◆ EXERCISE INSTRUCTIONS ◆
How many lines in the records below hold the word "OrderedMap"? Answer with the number alone.

----- DATA FOR THE TASK -----

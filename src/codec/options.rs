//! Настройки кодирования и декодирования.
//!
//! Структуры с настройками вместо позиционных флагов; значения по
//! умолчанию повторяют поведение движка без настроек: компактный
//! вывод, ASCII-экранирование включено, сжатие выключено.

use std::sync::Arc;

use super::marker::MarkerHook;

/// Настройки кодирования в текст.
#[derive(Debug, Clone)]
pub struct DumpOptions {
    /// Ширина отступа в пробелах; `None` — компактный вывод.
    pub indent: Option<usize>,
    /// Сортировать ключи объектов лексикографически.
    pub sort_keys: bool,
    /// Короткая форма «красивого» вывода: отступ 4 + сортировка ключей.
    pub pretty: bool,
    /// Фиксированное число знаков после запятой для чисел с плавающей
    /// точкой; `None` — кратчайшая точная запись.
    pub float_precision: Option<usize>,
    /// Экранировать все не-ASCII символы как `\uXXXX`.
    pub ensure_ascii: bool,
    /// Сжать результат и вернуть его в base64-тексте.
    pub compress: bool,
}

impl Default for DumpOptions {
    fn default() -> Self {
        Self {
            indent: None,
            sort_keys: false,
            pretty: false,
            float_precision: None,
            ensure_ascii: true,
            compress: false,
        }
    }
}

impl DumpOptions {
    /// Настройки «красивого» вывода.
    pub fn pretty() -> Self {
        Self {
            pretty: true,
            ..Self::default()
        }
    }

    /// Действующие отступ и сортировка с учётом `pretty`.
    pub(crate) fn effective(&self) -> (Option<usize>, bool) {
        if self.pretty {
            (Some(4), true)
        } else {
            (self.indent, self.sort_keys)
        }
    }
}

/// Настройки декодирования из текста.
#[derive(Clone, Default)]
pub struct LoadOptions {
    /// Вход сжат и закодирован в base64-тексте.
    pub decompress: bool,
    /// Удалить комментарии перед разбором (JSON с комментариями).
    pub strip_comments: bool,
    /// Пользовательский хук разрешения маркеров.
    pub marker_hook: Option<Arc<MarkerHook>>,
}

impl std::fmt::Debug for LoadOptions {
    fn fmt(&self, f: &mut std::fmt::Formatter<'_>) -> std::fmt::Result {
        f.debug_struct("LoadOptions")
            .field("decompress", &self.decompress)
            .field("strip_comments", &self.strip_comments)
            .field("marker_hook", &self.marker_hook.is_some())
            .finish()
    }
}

-----
----- DATA FOR THE TASK -----

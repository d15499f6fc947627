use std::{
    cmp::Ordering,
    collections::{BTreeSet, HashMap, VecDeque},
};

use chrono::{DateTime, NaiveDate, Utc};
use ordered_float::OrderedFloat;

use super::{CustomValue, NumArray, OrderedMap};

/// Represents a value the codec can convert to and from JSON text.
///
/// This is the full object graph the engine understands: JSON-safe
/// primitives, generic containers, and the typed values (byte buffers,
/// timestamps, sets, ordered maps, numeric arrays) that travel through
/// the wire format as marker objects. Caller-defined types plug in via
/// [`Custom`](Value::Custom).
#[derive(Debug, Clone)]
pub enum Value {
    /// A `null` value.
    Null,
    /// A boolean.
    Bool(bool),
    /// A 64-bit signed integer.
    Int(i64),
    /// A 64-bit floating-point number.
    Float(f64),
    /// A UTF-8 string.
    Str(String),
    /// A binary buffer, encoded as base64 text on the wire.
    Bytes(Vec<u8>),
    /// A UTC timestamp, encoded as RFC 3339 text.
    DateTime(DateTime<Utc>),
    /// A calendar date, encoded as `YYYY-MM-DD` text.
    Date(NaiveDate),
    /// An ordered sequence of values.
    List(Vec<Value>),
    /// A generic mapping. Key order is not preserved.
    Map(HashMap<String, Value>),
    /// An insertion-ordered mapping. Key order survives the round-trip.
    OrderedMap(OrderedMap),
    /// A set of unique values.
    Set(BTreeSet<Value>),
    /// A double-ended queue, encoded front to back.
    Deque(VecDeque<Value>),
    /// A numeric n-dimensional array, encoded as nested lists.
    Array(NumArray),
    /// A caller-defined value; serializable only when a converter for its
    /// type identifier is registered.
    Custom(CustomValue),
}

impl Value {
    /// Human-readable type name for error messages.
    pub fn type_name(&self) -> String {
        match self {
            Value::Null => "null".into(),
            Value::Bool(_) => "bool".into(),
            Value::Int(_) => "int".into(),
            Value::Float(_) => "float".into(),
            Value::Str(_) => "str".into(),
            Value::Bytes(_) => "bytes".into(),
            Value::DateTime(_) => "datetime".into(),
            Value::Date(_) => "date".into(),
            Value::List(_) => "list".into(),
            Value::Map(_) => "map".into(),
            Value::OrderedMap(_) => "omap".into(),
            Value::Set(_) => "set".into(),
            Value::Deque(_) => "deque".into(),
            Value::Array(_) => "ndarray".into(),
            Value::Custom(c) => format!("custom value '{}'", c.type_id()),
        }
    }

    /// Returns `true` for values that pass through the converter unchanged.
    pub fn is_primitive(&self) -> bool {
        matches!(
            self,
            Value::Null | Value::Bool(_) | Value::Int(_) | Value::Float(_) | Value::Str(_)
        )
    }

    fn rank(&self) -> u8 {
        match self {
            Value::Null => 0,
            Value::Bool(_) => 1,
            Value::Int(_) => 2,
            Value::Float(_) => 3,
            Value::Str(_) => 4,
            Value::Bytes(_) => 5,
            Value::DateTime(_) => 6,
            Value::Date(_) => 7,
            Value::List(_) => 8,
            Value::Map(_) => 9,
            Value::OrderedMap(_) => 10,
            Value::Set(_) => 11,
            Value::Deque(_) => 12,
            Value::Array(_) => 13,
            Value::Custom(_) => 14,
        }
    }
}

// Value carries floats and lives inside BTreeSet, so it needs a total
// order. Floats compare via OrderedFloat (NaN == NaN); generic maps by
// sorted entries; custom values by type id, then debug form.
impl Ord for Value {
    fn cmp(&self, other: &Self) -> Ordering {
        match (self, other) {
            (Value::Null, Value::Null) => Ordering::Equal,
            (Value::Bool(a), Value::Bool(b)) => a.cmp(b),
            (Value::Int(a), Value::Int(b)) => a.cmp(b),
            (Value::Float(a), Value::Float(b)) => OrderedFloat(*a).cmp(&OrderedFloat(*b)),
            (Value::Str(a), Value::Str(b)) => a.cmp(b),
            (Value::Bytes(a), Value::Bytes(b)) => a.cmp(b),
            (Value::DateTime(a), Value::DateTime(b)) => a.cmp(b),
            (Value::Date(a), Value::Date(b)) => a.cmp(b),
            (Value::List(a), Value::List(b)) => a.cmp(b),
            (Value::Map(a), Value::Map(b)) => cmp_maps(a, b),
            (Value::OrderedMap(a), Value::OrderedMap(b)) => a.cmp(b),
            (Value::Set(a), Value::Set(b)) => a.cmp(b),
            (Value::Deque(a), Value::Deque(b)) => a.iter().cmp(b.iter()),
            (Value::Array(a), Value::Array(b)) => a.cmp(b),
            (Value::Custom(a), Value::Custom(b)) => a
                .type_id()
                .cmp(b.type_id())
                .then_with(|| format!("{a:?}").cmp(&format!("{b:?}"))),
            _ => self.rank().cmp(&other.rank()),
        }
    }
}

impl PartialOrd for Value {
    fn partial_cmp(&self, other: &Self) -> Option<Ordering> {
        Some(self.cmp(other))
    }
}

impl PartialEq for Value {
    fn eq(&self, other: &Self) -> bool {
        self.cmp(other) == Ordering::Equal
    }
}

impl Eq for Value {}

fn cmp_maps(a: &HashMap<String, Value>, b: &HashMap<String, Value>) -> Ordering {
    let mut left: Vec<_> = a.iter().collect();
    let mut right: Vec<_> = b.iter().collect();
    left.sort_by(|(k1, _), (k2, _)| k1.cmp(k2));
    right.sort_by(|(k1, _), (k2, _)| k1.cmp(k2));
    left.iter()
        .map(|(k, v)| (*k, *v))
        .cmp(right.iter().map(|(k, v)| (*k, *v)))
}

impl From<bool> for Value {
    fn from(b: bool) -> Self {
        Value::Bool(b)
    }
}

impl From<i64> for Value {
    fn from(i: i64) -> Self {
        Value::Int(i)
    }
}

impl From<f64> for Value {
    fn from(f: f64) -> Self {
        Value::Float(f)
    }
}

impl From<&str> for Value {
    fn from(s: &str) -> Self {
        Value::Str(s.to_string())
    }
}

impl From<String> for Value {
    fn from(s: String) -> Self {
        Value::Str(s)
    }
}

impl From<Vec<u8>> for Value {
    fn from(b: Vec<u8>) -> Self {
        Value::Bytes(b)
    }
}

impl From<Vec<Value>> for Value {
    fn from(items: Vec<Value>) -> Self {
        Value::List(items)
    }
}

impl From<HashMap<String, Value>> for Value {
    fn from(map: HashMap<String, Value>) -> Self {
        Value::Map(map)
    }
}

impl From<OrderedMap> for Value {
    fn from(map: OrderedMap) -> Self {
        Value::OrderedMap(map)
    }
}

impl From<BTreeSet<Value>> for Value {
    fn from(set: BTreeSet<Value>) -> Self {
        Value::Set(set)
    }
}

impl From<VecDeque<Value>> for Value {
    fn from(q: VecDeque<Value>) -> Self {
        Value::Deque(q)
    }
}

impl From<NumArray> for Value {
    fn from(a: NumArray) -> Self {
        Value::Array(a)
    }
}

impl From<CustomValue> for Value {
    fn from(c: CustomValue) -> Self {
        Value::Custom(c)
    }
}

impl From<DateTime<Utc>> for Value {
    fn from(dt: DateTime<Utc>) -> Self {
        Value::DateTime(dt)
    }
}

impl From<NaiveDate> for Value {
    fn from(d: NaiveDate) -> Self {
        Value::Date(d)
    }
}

-----
----- DATA FOR THE TASK -----

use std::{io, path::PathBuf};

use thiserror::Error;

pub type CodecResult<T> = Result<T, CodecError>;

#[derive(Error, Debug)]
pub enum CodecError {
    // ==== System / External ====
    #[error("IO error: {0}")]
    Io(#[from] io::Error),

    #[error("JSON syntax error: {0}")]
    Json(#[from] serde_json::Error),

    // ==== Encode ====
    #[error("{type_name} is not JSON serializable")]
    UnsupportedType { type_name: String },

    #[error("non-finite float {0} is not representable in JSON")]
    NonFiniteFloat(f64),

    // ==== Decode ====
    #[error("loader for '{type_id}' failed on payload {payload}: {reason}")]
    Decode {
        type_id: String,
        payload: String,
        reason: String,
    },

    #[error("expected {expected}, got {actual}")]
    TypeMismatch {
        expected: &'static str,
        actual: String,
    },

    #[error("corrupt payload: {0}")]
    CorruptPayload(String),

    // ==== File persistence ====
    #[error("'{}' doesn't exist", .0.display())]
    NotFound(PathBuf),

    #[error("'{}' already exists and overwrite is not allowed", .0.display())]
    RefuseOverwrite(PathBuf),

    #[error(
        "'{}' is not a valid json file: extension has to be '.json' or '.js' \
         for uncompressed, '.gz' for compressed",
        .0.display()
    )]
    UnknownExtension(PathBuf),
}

-----

◆ SOLUTION FOR THIS EXERCISE ◆
8